━━ Available records ━━

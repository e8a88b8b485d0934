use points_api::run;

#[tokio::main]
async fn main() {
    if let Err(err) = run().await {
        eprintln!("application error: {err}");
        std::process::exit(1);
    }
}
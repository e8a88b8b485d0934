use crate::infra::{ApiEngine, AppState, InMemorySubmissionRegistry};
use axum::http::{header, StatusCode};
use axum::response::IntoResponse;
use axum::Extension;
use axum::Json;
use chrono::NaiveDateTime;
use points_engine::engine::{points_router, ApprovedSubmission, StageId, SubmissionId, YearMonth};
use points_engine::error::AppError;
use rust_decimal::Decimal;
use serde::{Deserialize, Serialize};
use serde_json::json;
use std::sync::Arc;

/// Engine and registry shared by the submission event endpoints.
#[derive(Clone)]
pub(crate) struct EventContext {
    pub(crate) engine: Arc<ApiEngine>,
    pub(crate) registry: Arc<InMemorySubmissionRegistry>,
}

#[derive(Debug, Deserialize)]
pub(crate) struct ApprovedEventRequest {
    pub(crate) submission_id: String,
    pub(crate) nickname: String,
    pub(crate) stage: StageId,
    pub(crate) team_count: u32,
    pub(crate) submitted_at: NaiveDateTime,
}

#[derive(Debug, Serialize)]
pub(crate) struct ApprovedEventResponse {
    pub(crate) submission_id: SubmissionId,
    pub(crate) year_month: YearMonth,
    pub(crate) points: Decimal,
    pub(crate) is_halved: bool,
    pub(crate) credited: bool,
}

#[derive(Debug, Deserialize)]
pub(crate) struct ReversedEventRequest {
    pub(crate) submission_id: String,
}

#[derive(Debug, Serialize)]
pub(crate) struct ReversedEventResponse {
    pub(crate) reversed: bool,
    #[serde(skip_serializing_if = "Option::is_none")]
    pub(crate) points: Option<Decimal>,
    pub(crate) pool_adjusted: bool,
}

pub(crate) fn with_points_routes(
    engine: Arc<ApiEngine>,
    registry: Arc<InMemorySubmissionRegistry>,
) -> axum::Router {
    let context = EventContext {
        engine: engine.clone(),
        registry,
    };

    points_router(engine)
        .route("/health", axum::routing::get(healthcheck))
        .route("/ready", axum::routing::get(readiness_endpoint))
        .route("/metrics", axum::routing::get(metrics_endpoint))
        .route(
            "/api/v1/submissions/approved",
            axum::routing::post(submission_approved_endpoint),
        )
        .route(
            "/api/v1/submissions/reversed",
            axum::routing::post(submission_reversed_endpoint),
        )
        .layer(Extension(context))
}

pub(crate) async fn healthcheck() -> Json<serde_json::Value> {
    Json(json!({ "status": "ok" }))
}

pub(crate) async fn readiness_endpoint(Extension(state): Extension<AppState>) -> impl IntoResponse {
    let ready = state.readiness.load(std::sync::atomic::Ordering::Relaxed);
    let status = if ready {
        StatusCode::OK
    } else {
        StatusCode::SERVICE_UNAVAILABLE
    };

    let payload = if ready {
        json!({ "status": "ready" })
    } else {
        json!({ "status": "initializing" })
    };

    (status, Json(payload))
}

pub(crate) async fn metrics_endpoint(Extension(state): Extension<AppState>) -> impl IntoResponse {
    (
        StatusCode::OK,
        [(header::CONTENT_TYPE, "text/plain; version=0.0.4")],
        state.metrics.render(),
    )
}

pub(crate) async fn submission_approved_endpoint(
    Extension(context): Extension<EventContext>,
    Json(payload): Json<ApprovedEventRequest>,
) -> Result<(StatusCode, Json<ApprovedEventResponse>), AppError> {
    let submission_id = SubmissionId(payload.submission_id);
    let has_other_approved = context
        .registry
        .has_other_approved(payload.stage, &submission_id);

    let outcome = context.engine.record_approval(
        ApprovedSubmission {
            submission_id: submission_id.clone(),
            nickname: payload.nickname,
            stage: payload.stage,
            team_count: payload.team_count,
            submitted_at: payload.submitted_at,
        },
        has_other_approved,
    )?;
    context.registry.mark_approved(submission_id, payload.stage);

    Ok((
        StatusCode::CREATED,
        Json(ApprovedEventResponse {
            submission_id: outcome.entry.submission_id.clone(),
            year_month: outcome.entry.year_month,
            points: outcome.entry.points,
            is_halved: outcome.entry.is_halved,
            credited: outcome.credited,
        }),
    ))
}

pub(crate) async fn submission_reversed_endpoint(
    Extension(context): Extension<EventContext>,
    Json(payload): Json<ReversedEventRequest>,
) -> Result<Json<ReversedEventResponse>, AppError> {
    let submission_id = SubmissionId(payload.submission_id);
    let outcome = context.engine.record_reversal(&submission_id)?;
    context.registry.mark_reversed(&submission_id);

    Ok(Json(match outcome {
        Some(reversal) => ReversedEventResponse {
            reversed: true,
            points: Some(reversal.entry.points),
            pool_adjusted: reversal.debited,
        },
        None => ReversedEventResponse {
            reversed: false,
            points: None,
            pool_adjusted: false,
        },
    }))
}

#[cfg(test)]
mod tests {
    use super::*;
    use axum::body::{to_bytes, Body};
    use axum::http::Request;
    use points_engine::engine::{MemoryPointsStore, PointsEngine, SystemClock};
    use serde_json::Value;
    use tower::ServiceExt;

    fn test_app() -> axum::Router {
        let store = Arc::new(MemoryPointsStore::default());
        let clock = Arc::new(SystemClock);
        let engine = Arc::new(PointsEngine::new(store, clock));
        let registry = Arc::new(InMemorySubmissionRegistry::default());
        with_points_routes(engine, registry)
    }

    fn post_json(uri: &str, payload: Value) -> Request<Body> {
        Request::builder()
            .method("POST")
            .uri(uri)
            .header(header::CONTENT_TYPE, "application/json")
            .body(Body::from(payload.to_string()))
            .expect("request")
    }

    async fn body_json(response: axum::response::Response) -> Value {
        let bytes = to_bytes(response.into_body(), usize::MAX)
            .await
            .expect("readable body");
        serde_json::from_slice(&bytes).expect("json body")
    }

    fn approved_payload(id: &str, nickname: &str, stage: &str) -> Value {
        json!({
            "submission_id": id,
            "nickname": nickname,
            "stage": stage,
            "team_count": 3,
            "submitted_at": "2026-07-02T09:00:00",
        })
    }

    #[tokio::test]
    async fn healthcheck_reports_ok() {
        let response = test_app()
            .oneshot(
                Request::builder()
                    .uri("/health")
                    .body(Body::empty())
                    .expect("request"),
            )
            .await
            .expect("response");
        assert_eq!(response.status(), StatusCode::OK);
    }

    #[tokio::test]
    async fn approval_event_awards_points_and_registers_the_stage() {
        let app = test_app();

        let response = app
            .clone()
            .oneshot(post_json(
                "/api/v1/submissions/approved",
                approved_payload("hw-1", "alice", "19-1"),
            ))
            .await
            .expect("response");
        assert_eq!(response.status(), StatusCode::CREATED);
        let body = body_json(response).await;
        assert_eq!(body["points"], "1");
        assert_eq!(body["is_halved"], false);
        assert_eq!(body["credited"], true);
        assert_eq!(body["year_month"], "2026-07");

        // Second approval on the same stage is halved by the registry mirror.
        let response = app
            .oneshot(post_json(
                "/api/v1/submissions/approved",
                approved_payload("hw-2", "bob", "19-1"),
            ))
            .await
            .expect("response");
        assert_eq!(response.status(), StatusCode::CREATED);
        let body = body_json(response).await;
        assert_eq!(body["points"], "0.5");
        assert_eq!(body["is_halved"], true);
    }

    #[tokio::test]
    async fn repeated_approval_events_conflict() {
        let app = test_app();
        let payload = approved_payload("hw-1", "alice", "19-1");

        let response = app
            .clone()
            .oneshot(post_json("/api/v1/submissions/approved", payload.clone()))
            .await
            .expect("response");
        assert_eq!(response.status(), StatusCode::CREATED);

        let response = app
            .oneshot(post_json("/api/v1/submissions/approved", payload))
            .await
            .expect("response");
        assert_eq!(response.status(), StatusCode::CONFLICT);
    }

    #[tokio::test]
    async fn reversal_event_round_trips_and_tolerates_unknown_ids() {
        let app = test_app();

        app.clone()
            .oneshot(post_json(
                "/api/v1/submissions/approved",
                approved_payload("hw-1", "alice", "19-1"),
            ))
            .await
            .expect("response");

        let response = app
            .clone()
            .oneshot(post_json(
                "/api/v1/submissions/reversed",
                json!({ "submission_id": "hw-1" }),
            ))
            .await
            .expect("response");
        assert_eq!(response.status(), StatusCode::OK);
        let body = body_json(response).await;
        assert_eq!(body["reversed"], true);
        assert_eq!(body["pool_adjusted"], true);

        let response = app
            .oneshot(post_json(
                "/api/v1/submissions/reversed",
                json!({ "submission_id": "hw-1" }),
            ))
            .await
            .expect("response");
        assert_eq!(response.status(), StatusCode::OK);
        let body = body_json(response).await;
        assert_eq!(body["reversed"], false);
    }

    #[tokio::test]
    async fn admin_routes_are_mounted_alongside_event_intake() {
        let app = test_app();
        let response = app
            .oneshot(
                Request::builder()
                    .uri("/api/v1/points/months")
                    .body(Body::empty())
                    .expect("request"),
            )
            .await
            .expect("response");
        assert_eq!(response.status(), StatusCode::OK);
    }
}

━━━

Your task: Lines of the material in which the word "Some" occurs are to be copied out.

Result of this task:
        Some(reversal) => ReversedEventResponse {
            points: Some(reversal.entry.points),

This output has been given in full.